━━━━━ Source material
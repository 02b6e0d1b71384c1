use crate::task::{Id, TaskNode};
use std::cell::RefCell;
use std::collections::HashMap;
use std::fmt;
use std::pin::Pin;
use std::rc::Rc;
use std::task::{Context, Poll, Waker};

pub(crate) type BoxFuture = Pin<Box<dyn Future<Output = ()>>>;

/// A task as owned by the runtime: its node, the erased future driving body,
/// drain and completion, and the waker handed to that future.
pub(crate) struct Task {
    pub(crate) node: Rc<TaskNode>,

    // Taken out while polled, so a poll that re-enters the registry (a task
    // starting a task) never finds it borrowed.
    future: RefCell<Option<BoxFuture>>,

    waker: Waker,
}

impl Task {
    pub(crate) fn new(node: Rc<TaskNode>, future: BoxFuture, waker: Waker) -> Self {
        Self {
            node,
            future: RefCell::new(Some(future)),
            waker,
        }
    }

    pub(crate) fn id(&self) -> Id {
        self.node.id
    }

    pub(crate) fn poll(&self) -> Poll<()> {
        let Some(mut future) = self.future.borrow_mut().take() else {
            return Poll::Ready(());
        };

        let mut cx = Context::from_waker(&self.waker);
        match future.as_mut().poll(&mut cx) {
            Poll::Ready(()) => Poll::Ready(()),
            Poll::Pending => {
                *self.future.borrow_mut() = Some(future);
                Poll::Pending
            }
        }
    }
}

impl fmt::Debug for Task {
    fn fmt(&self, f: &mut fmt::Formatter<'_>) -> fmt::Result {
        f.debug_struct("Task").field("node", &self.node).finish()
    }
}

// Every task started on the runtime and not completed yet. The scheduler only
// queues ids, this is where they turn back into tasks.
#[derive(Debug, Default)]
pub(crate) struct OwnedTasks {
    tasks: RefCell<HashMap<Id, Rc<Task>>>,
}

impl OwnedTasks {
    pub(crate) fn insert(&self, task: Rc<Task>) -> Option<Rc<Task>> {
        self.tasks.borrow_mut().insert(task.id(), task)
    }

    pub(crate) fn get(&self, id: &Id) -> Option<Rc<Task>> {
        self.tasks.borrow().get(id).cloned()
    }

    pub(crate) fn remove(&self, id: &Id) -> Option<Rc<Task>> {
        self.tasks.borrow_mut().remove(id)
    }

    #[cfg(test)]
    pub(crate) fn len(&self) -> usize {
        self.tasks.borrow().len()
    }

    #[cfg(test)]
    pub(crate) fn is_empty(&self) -> bool {
        self.tasks.borrow().is_empty()
    }

    /// Removes every task and returns them, so they can be dropped outside of
    /// the borrow.
    pub(crate) fn drain(&self) -> Vec<Rc<Task>> {
        self.tasks.borrow_mut().drain().map(|(_, task)| task).collect()
    }
}

#[cfg(test)]
mod tests {
    use super::*;
    use crate::runtime::TaskOpts;
    use futures::task::noop_waker;
    use std::cell::Cell;

    #[test]
    fn test_poll_keeps_pending_future() {
        let polls = Rc::new(Cell::new(0));
        let polls_clone = Rc::clone(&polls);

        let future = futures::future::poll_fn(move |_| {
            polls_clone.set(polls_clone.get() + 1);
            match polls_clone.get() {
                3 => Poll::Ready(()),
                _ => Poll::Pending,
            }
        });

        let node = TaskNode::new(TaskOpts::empty(), None, None);
        let task = Task::new(node, Box::pin(future), noop_waker());

        assert!(task.poll().is_pending());
        assert!(task.poll().is_pending());
        assert!(task.poll().is_ready());

        // Future was dropped after completion.
        assert!(task.poll().is_ready());
        assert_eq!(polls.get(), 3);
    }

    #[test]
    fn test_owned_tasks() {
        let owned = OwnedTasks::default();
        let node = TaskNode::new(TaskOpts::empty(), None, None);
        let id = node.id;

        let task = Rc::new(Task::new(node, Box::pin(async {}), noop_waker()));
        assert!(owned.insert(task).is_none());
        assert_eq!(owned.len(), 1);
        assert!(owned.get(&id).is_some());

        assert!(owned.remove(&id).is_some());
        assert!(owned.remove(&id).is_none());
        assert!(owned.drain().is_empty());
    }
}
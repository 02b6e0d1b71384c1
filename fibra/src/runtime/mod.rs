use crate::task::Id;
use std::rc::Rc;

// Public API
mod builder;
pub use builder::{Builder, UnhandledErrorPolicy};
pub(crate) use builder::RuntimeConfig;

#[allow(clippy::module_inception)]
mod runtime;
pub use runtime::{Runtime, block_on};

mod remote;
pub use remote::{Remote, remote};
pub(crate) use remote::Injector;

mod spawn;
pub use spawn::{TaskBuilder, TaskOpts, run_task, spawn, task_builder};

mod stats;
pub use stats::{Stats, stats};
pub(crate) use stats::StatsCell;

// Exports
pub(crate) mod local;

mod registry;
pub(crate) use registry::{BoxFuture, OwnedTasks, Task};

pub(crate) mod supervisor;
pub(crate) use supervisor::ErrorSink;

/// Scheduler trait
pub(crate) trait Schedule {
    /// Queue a task that was just started. It runs on a later loop iteration,
    /// never inline.
    fn schedule(&self, task: Rc<Task>);

    /// Wake a task from the loop thread. Same semantics as its waker, without
    /// the round trip through the injector.
    fn wake(&self, id: Id);

    /// Put the current task back at the end of the ready queue without
    /// waiting for an external event.
    fn yield_now(&self, id: Id);

    /// The task completed and can be dropped by the runtime. Returns `None`
    /// if it was already released.
    fn release(&self, id: Id) -> Option<Rc<Task>>;
}
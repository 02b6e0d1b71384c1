use crate::context;
use crate::task::{Id, Scope, TaskNode, TaskState};
use std::fmt;
use std::rc::Rc;

/// A cheap, clonable view of a task.
///
/// Handed to the body of every task started with [`run_task`], returned by
/// [`run_task`] itself, and available from inside any task through
/// [`task::current()`].
///
/// [`run_task`]: crate::run_task
/// [`task::current()`]: crate::task::current
#[derive(Clone)]
pub struct TaskHandle {
    node: Rc<TaskNode>,
}

impl TaskHandle {
    pub(crate) fn new(node: Rc<TaskNode>) -> Self {
        Self { node }
    }

    pub fn id(&self) -> Id {
        self.node.id
    }

    pub fn state(&self) -> TaskState {
        self.node.state.load()
    }

    pub fn is_complete(&self) -> bool {
        self.node.state.is_complete()
    }

    /// Ambient key/value storage of this task, see [`Scope`].
    pub fn scope(&self) -> &Scope {
        &self.node.scope
    }

    /// Id of the task that started this one. `None` for root and detached
    /// tasks.
    pub fn parent_id(&self) -> Option<Id> {
        self.node.parent_id()
    }

    /// Number of futures created by this task that are not resolved yet.
    pub fn pending_futures(&self) -> usize {
        self.node.join.len()
    }
}

impl fmt::Debug for TaskHandle {
    fn fmt(&self, f: &mut fmt::Formatter<'_>) -> fmt::Result {
        fmt::Debug::fmt(&self.node, f)
    }
}

/// Returns a handle to the running task.
///
/// # Panics
///
/// Panics if called from outside a task. See [`try_current`] for a version
/// that doesn't panic.
#[track_caller]
pub fn current() -> TaskHandle {
    try_current().expect("Can't get the current task when not inside a task")
}

/// Returns a handle to the running task, or `None` outside of one.
pub fn try_current() -> Option<TaskHandle> {
    context::current_task().map(TaskHandle::new)
}

#[cfg(test)]
mod tests {
    use super::*;
    use crate as fibra;
    use anyhow::Result;
    use static_assertions::assert_not_impl_any;

    // Tasks never leave the loop thread.
    assert_not_impl_any!(TaskHandle: Send, Sync);

    #[test]
    fn test_try_current_outside_task() {
        assert!(try_current().is_none());
    }

    #[fibra::test]
    async fn test_current_inside_root() -> Result<()> {
        let handle = current();
        assert_eq!(handle.state(), TaskState::Running);
        assert_eq!(handle.parent_id(), None);
        assert_eq!(Some(handle.id()), fibra::task::try_id());
        Ok(())
    }
}
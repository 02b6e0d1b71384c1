use crate::future::{Callback, Resolver};
use crate::time;
use std::time::Duration;

/// Callback-style producer completing on the next loop iteration.
pub(crate) fn mock_sum(a: u32, b: u32, done: Resolver<u32>) {
    time::defer(move || {
        done.ok(a + b);
    });
}

/// Callback-style producer whose latency is `delay`.
pub(crate) fn mock_delayed<T: 'static>(delay: Duration, value: T, done: Resolver<T>) {
    time::set_timeout(delay, move || {
        done.ok(value);
    });
}

pub(crate) fn mock_delayed_callback<T: 'static>(delay: Duration, value: T, done: Callback<T>) {
    time::set_timeout(delay, move || {
        done.ok(value);
    });
}
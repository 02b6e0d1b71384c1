//! Functions and types for starting new tasks on the runtime.
//!
//! [`run_task`] is the callback-style entry point: a body and a completion
//! handler. [`spawn`] is the future-style one: the outcome comes back as a
//! [`FutureHandle`] that the caller awaits. [`TaskBuilder`] gives access to
//! [`TaskOpts`] for both.
use crate::context;
use crate::error::{Error, Result};
use crate::future::FutureHandle;
use crate::runtime::supervisor::{self, Completion, ErrorSink, Handler};
use crate::task::{TaskHandle, TaskNode};
use bitflags::bitflags;
use futures::FutureExt;
use std::panic::AssertUnwindSafe;
use std::rc::Rc;

/// Starts a task running `body` and reports its outcome to `handler`.
///
/// The body receives a [`TaskHandle`] to its own task. It can wait on futures,
/// `parallel` joins and sleeps. The handler fires exactly once, after the body
/// returned *and* every future the task created resolved. A panic in the body
/// is reported as [`Error::Panicked`].
///
/// The task is queued and starts running on the next loop iteration.
///
/// ```no_run
/// # #[fibra::main]
/// # async fn main() {
/// fibra::run_task(
///     |_task| async {
///         fibra::sleep(std::time::Duration::from_millis(10)).await?;
///         Ok::<_, fibra::Error>(42)
///     },
///     |res| assert_eq!(res.unwrap(), 42),
/// );
/// # }
/// ```
///
/// # Panics
///
/// Panics when called outside a runtime.
#[track_caller]
pub fn run_task<T, B, Fut, H>(body: B, handler: H) -> TaskHandle
where
    T: 'static,
    B: FnOnce(TaskHandle) -> Fut + 'static,
    Fut: Future<Output = Result<T>> + 'static,
    H: FnOnce(Result<T>) + 'static,
{
    TaskBuilder::default().run_with(body, handler)
}

/// Runs `future` as a child task and returns a handle to its outcome.
///
/// The handle belongs to the calling task, so the caller does not complete
/// before the child did.
///
/// ```no_run
/// # #[fibra::main]
/// # async fn main() {
/// let a = fibra::spawn(async { 1 });
/// let b = fibra::spawn(async { 2 });
///
/// assert_eq!(a.await.unwrap() + b.await.unwrap(), 3);
/// # }
/// ```
#[track_caller]
pub fn spawn<F>(future: F) -> FutureHandle<F::Output>
where
    F: Future + 'static,
    F::Output: 'static,
{
    TaskBuilder::default().spawn(future)
}

/// Creates a new [`TaskBuilder`] for configuring and starting a task.
pub fn task_builder() -> TaskBuilder {
    TaskBuilder::default()
}

bitflags! {
    /// Configuration options for a new task.
    ///
    /// Passed to the runtime via [`TaskBuilder::with_opts`].
    #[derive(Debug, Clone, Copy, PartialEq, Eq, PartialOrd, Ord, Hash, Default)]
    pub struct TaskOpts: u16 {
        /// The task has no parent: it starts with an empty root scope and its
        /// unhandled errors are never forwarded to the task that started it.
        const DETACHED = 1;
    }
}

impl TaskOpts {
    pub(crate) fn is_detached(&self) -> bool {
        self.contains(TaskOpts::DETACHED)
    }
}

/// A builder for configuring and starting a new task.
///
/// Created by calling [`task_builder()`].
///
/// ```no_run
/// use fibra::runtime::TaskOpts;
///
/// # #[fibra::main]
/// # async fn main() {
/// fibra::task_builder()
///     .with_opts(TaskOpts::DETACHED)
///     .run(|_task| async {
///         // ...
///         Ok(())
///     });
/// # }
/// ```
#[derive(Debug, Default)]
pub struct TaskBuilder {
    opts: TaskOpts,
}

impl TaskBuilder {
    /// Sets the [`TaskOpts`] for the new task.
    pub fn with_opts(mut self, opts: TaskOpts) -> Self {
        self.opts = opts;
        self
    }

    /// Starts a task without a completion handler. A failure is forwarded to
    /// the parent's handler, or treated as unhandled.
    #[track_caller]
    pub fn run<T, B, Fut>(self, body: B) -> TaskHandle
    where
        T: 'static,
        B: FnOnce(TaskHandle) -> Fut + 'static,
        Fut: Future<Output = Result<T>> + 'static,
    {
        start(self.opts, body, None)
    }

    /// Starts a task reporting to `handler`. See [`run_task`].
    #[track_caller]
    pub fn run_with<T, B, Fut, H>(self, body: B, handler: H) -> TaskHandle
    where
        T: 'static,
        B: FnOnce(TaskHandle) -> Fut + 'static,
        Fut: Future<Output = Result<T>> + 'static,
        H: FnOnce(Result<T>) + 'static,
    {
        start(self.opts, body, Some(Box::new(handler)))
    }

    /// Starts `future` as a task and returns a handle to its outcome. See
    /// [`spawn`].
    #[track_caller]
    pub fn spawn<F>(self, future: F) -> FutureHandle<F::Output>
    where
        F: Future + 'static,
        F::Output: 'static,
    {
        let handle = FutureHandle::new();
        let resolver = handle.resolver();

        start(
            self.opts,
            move |_| async move { Ok::<_, Error>(future.await) },
            Some(Box::new(move |res: Result<F::Output>| {
                resolver.settle(res);
            })),
        );

        handle
    }
}

#[track_caller]
fn start<T, B, Fut>(opts: TaskOpts, body: B, handler: Option<Handler<T>>) -> TaskHandle
where
    T: 'static,
    B: FnOnce(TaskHandle) -> Fut + 'static,
    Fut: Future<Output = Result<T>> + 'static,
{
    let completion = handler.map(|handler| Rc::new(Completion::new(handler)));
    let sink = completion.clone().map(|c| c as Rc<dyn ErrorSink>);

    let parent = context::current_task();
    let node = TaskNode::new(opts, parent.as_ref(), sink);
    let handle = TaskHandle::new(Rc::clone(&node));

    let body_handle = handle.clone();
    let task_node = Rc::clone(&node);
    let future = async move {
        let outcome = AssertUnwindSafe(async move { body(body_handle).await })
            .catch_unwind()
            .await
            .unwrap_or_else(|payload| Err(Error::panicked(payload)));

        node.join.drain().await;
        node.state.transition_to_complete();
        context::with_core(|core| core.stats.task_completed());

        supervisor::finish(&node, completion.as_deref(), outcome);
    };

    context::with_scheduler(|s| s.spawn(task_node, Box::pin(future)));

    handle
}

#[cfg(test)]
mod tests {
    use super::*;
    use crate as fibra;
    use crate::runtime::Builder;
    use crate::task::TaskState;
    use crate::test_utils::init_local_runtime;
    use anyhow::Result;
    use std::cell::{Cell, RefCell};
    use std::time::Duration;

    #[test]
    fn test_task_is_created_then_completed() -> Result<()> {
        let (runtime, _scheduler) = init_local_runtime(None)?;
        let seen = Rc::new(Cell::new(None));

        let seen_clone = Rc::clone(&seen);
        let handle = runtime.run_task(|_| async { Ok(21 * 2) }, move |res| {
            seen_clone.set(res.ok());
        });

        assert_eq!(handle.state(), TaskState::Created);
        assert_eq!(seen.get(), None);

        runtime.block_on(async {});

        assert_eq!(handle.state(), TaskState::Completed);
        assert_eq!(seen.get(), Some(42));
        Ok(())
    }

    #[fibra::test]
    async fn test_panic_in_body_becomes_error() -> Result<()> {
        let handle = fibra::spawn(async {
            if fibra::task::try_id().is_some() {
                panic!("kaboom");
            }
        });

        let err = handle.await.expect_err("task panicked");
        assert_eq!(err, Error::Panicked("kaboom".to_owned()));
        Ok(())
    }

    #[fibra::test]
    async fn test_body_receives_own_handle() -> Result<()> {
        let parent = fibra::task::id();

        let child = fibra::spawn(async move {
            let me = fibra::task::current();
            (me.id(), me.parent_id(), me.state())
        });

        let (id, parent_id, state) = child.await?;
        assert!(id > parent);
        assert_eq!(parent_id, Some(parent));
        assert_eq!(state, TaskState::Running);
        Ok(())
    }

    #[fibra::test]
    async fn test_handler_waits_for_pending_futures() -> Result<()> {
        let order = Rc::new(RefCell::new(Vec::new()));

        let order_body = Rc::clone(&order);
        let order_handler = Rc::clone(&order);
        let done = FutureHandle::<()>::new();
        let done_resolver = done.resolver();

        fibra::run_task(
            move |_| async move {
                // Created and never waited on by the body itself.
                for (i, delay) in [30, 10, 20].into_iter().enumerate() {
                    let order = Rc::clone(&order_body);
                    let handle = FutureHandle::<()>::new();
                    let resolver = handle.resolver();
                    fibra::time::set_timeout(Duration::from_millis(delay), move || {
                        order.borrow_mut().push(format!("future {i}"));
                        resolver.ok(());
                    });
                }
                order_body.borrow_mut().push("body returned".to_owned());
                Ok(())
            },
            move |res| {
                assert!(res.is_ok());
                order_handler.borrow_mut().push("handler".to_owned());
                done_resolver.ok(());
            },
        );

        done.await?;
        assert_eq!(
            *order.borrow(),
            vec!["body returned", "future 1", "future 2", "future 0", "handler"]
        );
        Ok(())
    }

    #[fibra::test]
    async fn test_child_error_reaches_parent_handler_once() -> Result<()> {
        let seen = Rc::new(RefCell::new(Vec::new()));
        let seen_clone = Rc::clone(&seen);

        fibra::run_task(
            |_| async {
                fibra::task_builder().run(|_| async {
                    Err::<(), _>(Error::other(anyhow::anyhow!("child failed")))
                });

                // Give the child time to fail while the parent is suspended.
                fibra::sleep(Duration::from_millis(20)).await?;
                Ok::<_, Error>("parent done")
            },
            move |res| seen_clone.borrow_mut().push(res.map_err(|e| e.to_string())),
        );

        fibra::sleep(Duration::from_millis(40)).await?;
        assert_eq!(
            *seen.borrow(),
            vec![Err("unexpected error: child failed".to_owned())]
        );
        Ok(())
    }

    #[test]
    #[should_panic(expected = "unhandled error in task")]
    fn test_unhandled_error_panics_when_configured() {
        let runtime = Builder::new_local()
            .unhandled_error(crate::runtime::UnhandledErrorPolicy::Panic)
            .try_build()
            .unwrap();

        runtime.block_on(async {
            fibra::task_builder()
                .with_opts(TaskOpts::DETACHED)
                .run(|_| async { Err::<(), _>(Error::ModeMismatch) });
        });
    }

    #[fibra::test(unhandled_error = "panic")]
    #[should_panic(expected = "unhandled error in task")]
    async fn test_unhandled_error_policy_from_attribute() {
        fibra::task_builder()
            .with_opts(TaskOpts::DETACHED)
            .run(|_| async { Err::<(), _>(Error::ModeMismatch) });
    }

    #[test]
    fn test_task_opts_default_is_empty() {
        assert!(TaskOpts::default().is_empty());
        assert!(TaskOpts::DETACHED.is_detached());
    }
}
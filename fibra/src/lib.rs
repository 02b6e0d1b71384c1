//! A single-threaded cooperative task engine.
//!
//! Tasks are plain `async` blocks driven by one event loop. Callback-style
//! operations are bridged into awaitable [`FutureHandle`]s, several of them can
//! be awaited at once through [`parallel`], and every task owns a [`Scope`]
//! of values that its children read through.
//!
//! [`Scope`]: task::Scope

#[doc(inline)]
pub use fibra_macros::main;

#[doc(inline)]
pub use fibra_macros::test;

pub mod adapt;

mod context;

mod error;
pub use error::{Error, Result};

pub mod future;
pub use future::{Callback, FutureHandle, Joined, Resolver, call_async, parallel};

pub mod runtime;
pub use runtime::{block_on, run_task, spawn, stats, task_builder};

pub mod task;
pub use task::{TaskHandle, scope};

pub mod time;
pub use time::sleep;

mod utils;

#[cfg(test)]
mod test_utils;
━━━━━━━━━━
Task details. Could you return the lines in the entries above that contain "delay"?

Final answer.
/// Callback-style producer whose latency is `delay`.
pub(crate) fn mock_delayed<T: 'static>(delay: Duration, value: T, done: Resolver<T>) {
    time::set_timeout(delay, move || {
pub(crate) fn mock_delayed_callback<T: 'static>(delay: Duration, value: T, done: Callback<T>) {
    time::set_timeout(delay, move || {
                for (i, delay) in [30, 10, 20].into_iter().enumerate() {
                    fibra::time::set_timeout(Duration::from_millis(delay), move || {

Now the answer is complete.